**WORK INSTRUCTION**:
Go through each line of the entries below and tally those containing the string "names"; give only the total.

**RECORDS SHOWN**:
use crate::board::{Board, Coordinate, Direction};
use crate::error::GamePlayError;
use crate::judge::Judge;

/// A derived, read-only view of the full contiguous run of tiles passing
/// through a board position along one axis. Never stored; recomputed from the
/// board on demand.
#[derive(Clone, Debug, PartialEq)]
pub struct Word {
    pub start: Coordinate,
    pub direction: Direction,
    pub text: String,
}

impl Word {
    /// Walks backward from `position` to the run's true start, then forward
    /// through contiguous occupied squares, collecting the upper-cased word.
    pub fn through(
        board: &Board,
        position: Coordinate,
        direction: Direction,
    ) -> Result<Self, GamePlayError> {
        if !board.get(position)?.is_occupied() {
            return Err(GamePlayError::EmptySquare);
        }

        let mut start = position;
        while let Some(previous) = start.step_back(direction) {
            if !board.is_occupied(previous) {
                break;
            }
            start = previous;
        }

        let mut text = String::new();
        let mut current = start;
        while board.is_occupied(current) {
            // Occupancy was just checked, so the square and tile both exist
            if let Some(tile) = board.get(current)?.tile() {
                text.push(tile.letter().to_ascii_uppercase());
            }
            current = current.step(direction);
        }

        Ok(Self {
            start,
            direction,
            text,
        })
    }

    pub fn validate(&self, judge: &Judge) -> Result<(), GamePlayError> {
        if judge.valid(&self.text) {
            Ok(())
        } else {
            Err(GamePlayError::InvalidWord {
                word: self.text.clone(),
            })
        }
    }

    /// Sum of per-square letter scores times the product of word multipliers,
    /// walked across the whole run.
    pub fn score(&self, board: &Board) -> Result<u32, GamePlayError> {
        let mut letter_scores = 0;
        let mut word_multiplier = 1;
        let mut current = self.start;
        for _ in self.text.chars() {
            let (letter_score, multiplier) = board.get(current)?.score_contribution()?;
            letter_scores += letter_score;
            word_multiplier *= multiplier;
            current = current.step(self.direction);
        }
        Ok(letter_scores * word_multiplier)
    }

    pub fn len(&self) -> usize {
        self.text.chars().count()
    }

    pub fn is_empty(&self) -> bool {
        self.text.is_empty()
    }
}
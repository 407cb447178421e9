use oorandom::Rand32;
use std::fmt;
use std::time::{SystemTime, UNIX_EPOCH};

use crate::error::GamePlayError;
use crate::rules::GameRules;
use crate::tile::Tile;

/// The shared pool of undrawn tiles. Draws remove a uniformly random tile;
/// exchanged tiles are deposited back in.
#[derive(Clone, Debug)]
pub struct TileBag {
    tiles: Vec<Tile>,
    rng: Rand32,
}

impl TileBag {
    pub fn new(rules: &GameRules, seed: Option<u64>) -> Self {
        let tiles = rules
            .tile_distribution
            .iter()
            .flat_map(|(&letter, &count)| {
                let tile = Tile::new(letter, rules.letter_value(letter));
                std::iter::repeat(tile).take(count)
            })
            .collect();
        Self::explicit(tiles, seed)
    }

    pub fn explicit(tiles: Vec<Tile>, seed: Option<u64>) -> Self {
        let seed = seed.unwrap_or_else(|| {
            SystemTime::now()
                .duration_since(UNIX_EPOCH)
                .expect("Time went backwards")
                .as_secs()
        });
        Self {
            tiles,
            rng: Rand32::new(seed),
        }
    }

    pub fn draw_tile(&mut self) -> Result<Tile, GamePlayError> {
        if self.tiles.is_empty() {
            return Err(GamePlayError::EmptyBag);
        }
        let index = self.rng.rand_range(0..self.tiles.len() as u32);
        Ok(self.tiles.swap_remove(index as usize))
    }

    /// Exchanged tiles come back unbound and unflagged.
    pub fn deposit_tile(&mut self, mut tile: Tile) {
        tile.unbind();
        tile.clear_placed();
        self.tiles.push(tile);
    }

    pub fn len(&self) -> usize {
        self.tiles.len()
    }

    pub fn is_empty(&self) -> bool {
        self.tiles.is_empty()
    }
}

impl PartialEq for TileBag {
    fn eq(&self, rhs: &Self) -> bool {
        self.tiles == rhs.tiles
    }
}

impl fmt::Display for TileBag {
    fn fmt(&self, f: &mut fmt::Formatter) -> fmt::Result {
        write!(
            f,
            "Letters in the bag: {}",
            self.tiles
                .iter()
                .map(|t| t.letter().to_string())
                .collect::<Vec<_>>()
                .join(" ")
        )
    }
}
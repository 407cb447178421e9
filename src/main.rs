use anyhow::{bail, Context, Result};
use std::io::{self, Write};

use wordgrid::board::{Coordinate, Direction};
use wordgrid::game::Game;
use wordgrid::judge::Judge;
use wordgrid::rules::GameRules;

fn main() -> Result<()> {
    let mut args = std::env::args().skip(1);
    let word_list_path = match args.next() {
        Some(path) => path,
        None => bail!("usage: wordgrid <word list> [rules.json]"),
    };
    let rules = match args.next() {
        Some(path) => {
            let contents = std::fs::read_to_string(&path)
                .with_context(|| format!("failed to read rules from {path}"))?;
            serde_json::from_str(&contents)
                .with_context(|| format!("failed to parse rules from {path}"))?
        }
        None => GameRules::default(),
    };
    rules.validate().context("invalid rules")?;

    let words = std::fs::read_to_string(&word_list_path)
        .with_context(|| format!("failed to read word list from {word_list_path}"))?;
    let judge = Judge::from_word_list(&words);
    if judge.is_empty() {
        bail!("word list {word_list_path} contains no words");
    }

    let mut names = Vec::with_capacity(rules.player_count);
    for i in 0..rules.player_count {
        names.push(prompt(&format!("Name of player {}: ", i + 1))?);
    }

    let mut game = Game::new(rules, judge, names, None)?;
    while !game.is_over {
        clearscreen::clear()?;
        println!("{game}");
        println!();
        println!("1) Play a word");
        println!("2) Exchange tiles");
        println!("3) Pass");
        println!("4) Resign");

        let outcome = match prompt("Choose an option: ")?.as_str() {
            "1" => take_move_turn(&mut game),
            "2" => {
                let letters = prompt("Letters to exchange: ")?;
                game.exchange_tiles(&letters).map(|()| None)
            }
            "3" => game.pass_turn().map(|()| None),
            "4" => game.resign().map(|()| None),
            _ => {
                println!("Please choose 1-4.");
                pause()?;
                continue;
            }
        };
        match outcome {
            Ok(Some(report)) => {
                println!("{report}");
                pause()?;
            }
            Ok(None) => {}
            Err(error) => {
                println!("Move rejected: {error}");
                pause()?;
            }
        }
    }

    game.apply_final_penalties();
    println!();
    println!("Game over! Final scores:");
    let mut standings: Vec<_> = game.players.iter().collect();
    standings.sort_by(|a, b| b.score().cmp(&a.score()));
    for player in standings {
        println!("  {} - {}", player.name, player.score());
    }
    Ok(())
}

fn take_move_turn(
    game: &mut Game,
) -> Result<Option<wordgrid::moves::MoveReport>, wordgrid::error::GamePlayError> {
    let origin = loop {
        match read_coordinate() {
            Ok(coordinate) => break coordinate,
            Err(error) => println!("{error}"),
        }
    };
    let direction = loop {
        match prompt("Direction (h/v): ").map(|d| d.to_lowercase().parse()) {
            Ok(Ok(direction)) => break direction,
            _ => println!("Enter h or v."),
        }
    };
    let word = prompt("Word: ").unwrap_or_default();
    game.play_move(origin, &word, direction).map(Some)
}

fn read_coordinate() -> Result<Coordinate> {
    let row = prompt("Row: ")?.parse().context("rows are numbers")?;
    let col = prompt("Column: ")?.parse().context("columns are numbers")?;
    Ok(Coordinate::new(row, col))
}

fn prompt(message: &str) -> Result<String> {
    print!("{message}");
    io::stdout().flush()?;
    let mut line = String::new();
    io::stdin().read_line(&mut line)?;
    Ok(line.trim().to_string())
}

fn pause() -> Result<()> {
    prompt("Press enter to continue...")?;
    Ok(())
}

--

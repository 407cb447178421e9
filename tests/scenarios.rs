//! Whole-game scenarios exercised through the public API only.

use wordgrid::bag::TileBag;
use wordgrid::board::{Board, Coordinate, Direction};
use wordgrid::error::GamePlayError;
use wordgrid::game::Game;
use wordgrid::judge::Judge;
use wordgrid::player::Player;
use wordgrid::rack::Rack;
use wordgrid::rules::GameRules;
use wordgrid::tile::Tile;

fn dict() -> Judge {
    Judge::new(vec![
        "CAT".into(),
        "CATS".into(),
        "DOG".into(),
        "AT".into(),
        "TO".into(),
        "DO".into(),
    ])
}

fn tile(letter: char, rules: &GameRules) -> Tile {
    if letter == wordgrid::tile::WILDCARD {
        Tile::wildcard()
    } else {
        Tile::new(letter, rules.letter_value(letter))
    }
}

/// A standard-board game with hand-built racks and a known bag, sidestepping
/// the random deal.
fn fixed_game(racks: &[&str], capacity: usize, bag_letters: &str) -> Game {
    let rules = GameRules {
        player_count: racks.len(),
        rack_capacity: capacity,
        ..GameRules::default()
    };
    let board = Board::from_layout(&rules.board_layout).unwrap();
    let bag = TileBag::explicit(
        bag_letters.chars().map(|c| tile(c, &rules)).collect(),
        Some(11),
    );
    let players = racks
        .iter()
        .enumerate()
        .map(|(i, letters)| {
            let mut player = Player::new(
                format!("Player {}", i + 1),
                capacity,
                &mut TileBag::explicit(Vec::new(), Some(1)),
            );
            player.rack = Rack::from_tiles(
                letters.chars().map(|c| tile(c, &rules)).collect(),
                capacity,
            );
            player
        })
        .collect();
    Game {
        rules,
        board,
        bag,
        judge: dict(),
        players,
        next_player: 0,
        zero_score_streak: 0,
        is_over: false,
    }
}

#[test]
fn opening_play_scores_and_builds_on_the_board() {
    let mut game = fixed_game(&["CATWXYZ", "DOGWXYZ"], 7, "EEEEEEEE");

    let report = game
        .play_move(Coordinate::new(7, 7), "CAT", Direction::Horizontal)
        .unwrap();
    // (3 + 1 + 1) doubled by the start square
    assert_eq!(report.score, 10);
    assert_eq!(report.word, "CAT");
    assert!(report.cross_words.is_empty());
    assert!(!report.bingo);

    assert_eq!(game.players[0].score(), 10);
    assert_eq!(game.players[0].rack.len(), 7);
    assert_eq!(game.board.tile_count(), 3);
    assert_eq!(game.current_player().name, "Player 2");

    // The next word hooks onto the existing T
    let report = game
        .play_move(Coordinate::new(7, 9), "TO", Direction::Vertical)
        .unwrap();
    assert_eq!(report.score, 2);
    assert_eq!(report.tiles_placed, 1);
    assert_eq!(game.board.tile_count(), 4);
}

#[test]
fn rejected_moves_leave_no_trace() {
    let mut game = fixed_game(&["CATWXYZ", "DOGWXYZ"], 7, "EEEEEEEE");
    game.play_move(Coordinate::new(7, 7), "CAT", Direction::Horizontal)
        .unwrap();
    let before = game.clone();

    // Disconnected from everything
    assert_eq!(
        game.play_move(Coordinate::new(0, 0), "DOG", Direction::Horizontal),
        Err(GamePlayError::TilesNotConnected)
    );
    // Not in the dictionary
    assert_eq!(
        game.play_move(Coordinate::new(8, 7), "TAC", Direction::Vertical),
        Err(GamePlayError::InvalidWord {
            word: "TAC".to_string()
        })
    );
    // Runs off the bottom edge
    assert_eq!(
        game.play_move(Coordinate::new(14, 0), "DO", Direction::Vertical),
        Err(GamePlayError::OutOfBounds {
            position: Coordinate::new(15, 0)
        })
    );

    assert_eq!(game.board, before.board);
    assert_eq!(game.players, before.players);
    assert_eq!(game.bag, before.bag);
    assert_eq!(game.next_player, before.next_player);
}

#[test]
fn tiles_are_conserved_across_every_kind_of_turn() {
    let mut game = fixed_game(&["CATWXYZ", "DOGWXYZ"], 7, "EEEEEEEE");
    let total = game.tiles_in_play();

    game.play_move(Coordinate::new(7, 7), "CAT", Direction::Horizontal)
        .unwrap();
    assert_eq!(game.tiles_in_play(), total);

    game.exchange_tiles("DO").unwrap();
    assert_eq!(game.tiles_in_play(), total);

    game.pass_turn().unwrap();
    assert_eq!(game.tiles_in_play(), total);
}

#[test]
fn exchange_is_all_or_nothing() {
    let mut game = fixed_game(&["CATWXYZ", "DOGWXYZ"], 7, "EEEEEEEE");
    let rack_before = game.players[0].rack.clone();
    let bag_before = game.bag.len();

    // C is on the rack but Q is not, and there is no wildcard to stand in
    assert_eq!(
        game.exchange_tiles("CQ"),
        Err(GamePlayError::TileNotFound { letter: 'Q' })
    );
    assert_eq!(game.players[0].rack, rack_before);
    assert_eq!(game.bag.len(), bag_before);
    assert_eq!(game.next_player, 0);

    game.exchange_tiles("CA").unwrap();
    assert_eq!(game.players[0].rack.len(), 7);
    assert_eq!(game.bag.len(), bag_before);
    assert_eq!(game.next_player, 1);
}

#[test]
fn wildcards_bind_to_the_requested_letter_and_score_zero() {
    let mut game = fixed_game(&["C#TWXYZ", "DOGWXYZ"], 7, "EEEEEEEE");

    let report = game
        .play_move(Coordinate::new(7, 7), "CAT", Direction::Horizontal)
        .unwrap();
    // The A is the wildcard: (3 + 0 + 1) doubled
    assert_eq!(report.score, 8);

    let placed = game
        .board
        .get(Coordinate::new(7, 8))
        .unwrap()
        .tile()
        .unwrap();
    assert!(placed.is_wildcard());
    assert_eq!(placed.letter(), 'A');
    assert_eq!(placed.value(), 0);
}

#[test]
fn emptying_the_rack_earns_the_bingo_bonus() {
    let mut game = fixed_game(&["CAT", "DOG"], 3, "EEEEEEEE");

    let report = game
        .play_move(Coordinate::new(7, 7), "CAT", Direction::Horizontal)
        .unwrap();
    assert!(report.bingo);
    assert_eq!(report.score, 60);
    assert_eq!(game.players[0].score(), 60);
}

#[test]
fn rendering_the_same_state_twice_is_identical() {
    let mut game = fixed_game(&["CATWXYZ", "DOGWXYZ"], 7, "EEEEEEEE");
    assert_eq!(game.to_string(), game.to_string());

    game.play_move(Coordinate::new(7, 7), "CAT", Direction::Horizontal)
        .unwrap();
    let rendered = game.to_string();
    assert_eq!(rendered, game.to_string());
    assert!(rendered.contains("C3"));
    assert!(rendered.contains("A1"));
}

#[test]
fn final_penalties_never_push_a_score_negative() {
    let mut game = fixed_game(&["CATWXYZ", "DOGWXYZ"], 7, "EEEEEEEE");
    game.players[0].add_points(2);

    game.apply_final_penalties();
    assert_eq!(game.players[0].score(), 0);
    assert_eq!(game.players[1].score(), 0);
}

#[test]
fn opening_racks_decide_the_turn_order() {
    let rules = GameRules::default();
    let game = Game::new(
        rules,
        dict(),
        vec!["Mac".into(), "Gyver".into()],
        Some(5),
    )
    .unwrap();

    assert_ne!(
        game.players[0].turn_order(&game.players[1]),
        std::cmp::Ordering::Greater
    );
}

...

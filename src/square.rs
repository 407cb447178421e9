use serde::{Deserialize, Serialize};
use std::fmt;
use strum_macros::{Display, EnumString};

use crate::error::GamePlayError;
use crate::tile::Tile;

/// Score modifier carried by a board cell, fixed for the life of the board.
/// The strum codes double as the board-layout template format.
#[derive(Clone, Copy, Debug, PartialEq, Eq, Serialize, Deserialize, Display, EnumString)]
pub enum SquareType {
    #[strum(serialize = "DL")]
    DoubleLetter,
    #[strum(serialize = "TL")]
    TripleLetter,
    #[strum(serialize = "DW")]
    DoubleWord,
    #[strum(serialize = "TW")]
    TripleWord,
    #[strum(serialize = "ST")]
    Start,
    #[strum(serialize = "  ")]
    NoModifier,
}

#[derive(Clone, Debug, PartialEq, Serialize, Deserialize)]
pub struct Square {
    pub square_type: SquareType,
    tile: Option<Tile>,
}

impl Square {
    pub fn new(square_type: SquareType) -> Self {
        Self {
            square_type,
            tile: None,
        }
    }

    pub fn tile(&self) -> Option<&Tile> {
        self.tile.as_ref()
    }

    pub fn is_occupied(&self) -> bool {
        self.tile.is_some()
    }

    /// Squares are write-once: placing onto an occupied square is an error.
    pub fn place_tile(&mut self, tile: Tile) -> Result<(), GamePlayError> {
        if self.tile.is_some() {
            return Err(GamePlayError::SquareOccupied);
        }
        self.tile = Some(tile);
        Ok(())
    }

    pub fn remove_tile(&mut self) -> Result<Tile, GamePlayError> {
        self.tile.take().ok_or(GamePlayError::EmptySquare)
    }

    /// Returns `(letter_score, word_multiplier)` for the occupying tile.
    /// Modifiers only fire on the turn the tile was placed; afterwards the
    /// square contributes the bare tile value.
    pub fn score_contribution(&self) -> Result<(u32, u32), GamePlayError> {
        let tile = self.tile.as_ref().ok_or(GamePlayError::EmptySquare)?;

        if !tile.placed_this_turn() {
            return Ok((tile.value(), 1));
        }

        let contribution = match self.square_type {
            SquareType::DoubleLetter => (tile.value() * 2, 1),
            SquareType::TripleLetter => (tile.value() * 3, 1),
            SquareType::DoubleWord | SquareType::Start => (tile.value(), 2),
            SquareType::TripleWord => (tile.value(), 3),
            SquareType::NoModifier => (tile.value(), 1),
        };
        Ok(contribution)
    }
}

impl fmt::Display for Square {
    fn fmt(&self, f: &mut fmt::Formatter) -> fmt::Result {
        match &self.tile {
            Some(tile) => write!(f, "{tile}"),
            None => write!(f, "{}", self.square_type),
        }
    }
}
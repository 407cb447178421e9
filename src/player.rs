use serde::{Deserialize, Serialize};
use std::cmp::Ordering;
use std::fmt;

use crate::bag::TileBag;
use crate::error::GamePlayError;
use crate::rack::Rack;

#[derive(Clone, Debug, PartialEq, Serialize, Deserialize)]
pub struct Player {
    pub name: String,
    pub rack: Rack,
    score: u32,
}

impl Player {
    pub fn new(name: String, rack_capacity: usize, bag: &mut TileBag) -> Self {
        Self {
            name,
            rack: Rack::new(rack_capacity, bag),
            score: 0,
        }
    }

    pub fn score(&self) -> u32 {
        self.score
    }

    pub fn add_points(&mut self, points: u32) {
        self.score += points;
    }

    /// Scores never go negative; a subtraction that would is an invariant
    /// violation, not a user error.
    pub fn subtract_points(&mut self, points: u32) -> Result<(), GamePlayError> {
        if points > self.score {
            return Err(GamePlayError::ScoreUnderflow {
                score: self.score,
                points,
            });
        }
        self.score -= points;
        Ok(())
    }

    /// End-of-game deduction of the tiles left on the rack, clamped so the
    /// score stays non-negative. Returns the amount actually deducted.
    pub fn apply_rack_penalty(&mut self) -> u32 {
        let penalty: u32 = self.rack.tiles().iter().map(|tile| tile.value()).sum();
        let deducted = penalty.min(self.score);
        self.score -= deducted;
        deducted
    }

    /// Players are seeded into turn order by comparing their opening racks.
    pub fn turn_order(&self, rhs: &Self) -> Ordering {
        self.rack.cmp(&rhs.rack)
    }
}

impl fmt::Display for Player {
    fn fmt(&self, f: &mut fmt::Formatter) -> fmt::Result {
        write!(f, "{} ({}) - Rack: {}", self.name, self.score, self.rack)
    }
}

**EXERCISE RESULT**:
3